(Saved data entries)
* * * * *
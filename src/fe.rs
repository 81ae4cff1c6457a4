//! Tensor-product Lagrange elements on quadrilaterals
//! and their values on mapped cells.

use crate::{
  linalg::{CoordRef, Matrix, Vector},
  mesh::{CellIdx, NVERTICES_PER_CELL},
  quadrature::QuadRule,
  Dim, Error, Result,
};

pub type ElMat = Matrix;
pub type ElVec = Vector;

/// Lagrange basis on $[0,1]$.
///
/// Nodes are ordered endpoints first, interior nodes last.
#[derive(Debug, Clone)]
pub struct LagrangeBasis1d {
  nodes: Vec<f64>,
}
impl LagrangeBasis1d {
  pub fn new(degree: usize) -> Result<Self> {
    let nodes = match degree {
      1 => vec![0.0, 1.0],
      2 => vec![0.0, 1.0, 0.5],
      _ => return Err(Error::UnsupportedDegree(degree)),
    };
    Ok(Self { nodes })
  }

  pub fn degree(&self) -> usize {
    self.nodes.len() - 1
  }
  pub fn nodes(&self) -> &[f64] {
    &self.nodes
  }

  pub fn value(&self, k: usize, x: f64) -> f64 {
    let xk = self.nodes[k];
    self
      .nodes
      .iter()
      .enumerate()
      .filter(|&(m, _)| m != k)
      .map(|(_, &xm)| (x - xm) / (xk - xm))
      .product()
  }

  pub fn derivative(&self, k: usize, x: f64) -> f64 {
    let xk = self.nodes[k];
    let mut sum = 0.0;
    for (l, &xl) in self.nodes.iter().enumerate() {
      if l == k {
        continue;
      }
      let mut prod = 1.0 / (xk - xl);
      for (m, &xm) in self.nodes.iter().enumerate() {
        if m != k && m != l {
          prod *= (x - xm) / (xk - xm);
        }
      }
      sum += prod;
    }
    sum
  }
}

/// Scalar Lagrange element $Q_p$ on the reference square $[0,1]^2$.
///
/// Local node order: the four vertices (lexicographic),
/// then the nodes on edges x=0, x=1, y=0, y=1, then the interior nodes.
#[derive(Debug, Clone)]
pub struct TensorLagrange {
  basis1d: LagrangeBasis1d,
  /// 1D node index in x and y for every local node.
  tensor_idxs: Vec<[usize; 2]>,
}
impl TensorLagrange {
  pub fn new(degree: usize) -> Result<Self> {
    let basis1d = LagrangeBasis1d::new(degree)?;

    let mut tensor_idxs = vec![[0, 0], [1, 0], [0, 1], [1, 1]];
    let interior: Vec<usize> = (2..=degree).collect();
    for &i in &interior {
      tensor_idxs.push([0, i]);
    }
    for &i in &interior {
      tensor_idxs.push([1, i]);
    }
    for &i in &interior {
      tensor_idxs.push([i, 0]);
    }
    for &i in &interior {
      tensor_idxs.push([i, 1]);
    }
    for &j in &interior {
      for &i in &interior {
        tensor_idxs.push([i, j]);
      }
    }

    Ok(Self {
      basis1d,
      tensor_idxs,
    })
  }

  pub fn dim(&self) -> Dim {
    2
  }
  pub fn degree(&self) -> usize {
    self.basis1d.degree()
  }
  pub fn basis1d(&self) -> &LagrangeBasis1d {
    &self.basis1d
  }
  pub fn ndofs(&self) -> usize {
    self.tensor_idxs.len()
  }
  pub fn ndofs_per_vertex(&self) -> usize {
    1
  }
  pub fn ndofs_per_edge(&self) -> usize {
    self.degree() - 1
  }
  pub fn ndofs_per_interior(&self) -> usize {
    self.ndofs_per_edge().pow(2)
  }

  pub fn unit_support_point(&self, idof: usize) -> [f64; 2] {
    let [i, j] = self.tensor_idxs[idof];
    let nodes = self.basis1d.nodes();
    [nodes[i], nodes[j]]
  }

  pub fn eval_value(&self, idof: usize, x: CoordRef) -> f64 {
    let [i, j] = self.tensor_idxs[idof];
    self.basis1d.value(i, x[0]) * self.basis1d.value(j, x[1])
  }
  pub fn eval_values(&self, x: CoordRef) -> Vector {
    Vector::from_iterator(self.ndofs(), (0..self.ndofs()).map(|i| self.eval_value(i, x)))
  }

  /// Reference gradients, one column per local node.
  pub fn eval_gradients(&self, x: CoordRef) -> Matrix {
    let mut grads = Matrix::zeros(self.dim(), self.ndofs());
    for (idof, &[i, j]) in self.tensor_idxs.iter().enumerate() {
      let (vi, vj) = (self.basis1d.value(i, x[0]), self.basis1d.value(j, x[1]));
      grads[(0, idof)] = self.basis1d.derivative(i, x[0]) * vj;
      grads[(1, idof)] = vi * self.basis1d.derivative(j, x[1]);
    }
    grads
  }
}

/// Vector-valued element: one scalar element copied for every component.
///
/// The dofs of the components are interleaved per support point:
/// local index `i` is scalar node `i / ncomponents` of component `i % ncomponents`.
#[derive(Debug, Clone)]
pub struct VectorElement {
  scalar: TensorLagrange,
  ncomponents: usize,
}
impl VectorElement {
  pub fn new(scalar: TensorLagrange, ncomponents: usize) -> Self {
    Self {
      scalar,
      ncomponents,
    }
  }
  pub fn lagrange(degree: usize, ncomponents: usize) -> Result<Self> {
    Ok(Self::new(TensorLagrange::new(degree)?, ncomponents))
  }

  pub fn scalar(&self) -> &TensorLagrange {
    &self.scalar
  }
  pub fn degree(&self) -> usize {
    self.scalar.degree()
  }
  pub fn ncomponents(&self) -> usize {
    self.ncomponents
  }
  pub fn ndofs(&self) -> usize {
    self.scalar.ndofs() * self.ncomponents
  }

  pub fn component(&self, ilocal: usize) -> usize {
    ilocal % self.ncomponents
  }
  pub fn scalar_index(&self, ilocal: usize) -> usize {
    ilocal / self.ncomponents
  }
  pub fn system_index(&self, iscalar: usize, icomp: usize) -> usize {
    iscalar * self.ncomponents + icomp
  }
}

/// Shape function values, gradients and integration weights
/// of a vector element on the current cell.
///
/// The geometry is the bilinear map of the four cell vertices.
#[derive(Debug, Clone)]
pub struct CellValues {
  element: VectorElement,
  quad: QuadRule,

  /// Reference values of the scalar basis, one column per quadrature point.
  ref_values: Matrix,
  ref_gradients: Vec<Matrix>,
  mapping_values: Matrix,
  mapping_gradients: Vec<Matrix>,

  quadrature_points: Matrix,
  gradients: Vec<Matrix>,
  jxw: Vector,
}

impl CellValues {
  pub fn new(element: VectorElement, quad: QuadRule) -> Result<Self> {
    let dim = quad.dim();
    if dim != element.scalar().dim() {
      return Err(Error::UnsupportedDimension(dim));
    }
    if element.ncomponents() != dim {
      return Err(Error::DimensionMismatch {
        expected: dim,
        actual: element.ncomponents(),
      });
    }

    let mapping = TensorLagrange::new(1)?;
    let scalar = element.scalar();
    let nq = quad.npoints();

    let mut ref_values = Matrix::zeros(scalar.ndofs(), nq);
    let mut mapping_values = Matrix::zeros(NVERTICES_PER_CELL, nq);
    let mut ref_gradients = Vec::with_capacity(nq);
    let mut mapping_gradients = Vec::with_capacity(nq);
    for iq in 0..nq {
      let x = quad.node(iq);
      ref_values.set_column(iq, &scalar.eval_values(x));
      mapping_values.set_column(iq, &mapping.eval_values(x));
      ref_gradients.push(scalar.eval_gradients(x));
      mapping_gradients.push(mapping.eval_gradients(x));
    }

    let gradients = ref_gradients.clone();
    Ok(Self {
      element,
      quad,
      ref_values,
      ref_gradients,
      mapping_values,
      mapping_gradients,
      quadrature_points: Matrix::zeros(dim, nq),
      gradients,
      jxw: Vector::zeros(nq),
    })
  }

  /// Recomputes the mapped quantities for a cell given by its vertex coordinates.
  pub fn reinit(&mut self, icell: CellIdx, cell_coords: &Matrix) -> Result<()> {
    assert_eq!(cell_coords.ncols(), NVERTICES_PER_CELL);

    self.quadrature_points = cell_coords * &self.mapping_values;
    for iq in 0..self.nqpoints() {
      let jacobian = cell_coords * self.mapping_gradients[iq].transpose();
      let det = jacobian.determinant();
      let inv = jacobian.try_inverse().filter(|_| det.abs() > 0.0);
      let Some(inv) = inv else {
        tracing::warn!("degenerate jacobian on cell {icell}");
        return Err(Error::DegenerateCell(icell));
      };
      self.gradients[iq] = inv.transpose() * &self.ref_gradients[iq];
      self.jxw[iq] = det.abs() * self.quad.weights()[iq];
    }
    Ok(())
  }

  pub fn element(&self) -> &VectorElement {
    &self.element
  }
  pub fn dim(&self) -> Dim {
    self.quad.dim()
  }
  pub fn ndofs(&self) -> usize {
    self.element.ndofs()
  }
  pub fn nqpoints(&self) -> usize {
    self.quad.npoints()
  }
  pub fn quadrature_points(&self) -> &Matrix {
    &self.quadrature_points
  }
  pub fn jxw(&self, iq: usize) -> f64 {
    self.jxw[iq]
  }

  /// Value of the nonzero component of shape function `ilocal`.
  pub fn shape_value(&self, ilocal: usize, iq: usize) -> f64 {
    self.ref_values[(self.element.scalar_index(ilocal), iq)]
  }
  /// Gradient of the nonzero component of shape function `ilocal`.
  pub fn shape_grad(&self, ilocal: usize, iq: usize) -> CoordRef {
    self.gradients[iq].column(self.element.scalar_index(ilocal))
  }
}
* * * * *
Write down, word for word, the lines above from the one containing "mapping_gradients.push(mapping.eval_gradients(x));" through the one containing "pub fn quadrature_points(&self)", both ends included.

      mapping_gradients.push(mapping.eval_gradients(x));
    }

    let gradients = ref_gradients.clone();
    Ok(Self {
      element,
      quad,
      ref_values,
      ref_gradients,
      mapping_values,
      mapping_gradients,
      quadrature_points: Matrix::zeros(dim, nq),
      gradients,
      jxw: Vector::zeros(nq),
    })
  }

  /// Recomputes the mapped quantities for a cell given by its vertex coordinates.
  pub fn reinit(&mut self, icell: CellIdx, cell_coords: &Matrix) -> Result<()> {
    assert_eq!(cell_coords.ncols(), NVERTICES_PER_CELL);

    self.quadrature_points = cell_coords * &self.mapping_values;
    for iq in 0..self.nqpoints() {
      let jacobian = cell_coords * self.mapping_gradients[iq].transpose();
      let det = jacobian.determinant();
      let inv = jacobian.try_inverse().filter(|_| det.abs() > 0.0);
      let Some(inv) = inv else {
        tracing::warn!("degenerate jacobian on cell {icell}");
        return Err(Error::DegenerateCell(icell));
      };
      self.gradients[iq] = inv.transpose() * &self.ref_gradients[iq];
      self.jxw[iq] = det.abs() * self.quad.weights()[iq];
    }
    Ok(())
  }

  pub fn element(&self) -> &VectorElement {
    &self.element
  }
  pub fn dim(&self) -> Dim {
    self.quad.dim()
  }
  pub fn ndofs(&self) -> usize {
    self.element.ndofs()
  }
  pub fn nqpoints(&self) -> usize {
    self.quad.npoints()
  }
  pub fn quadrature_points(&self) -> &Matrix {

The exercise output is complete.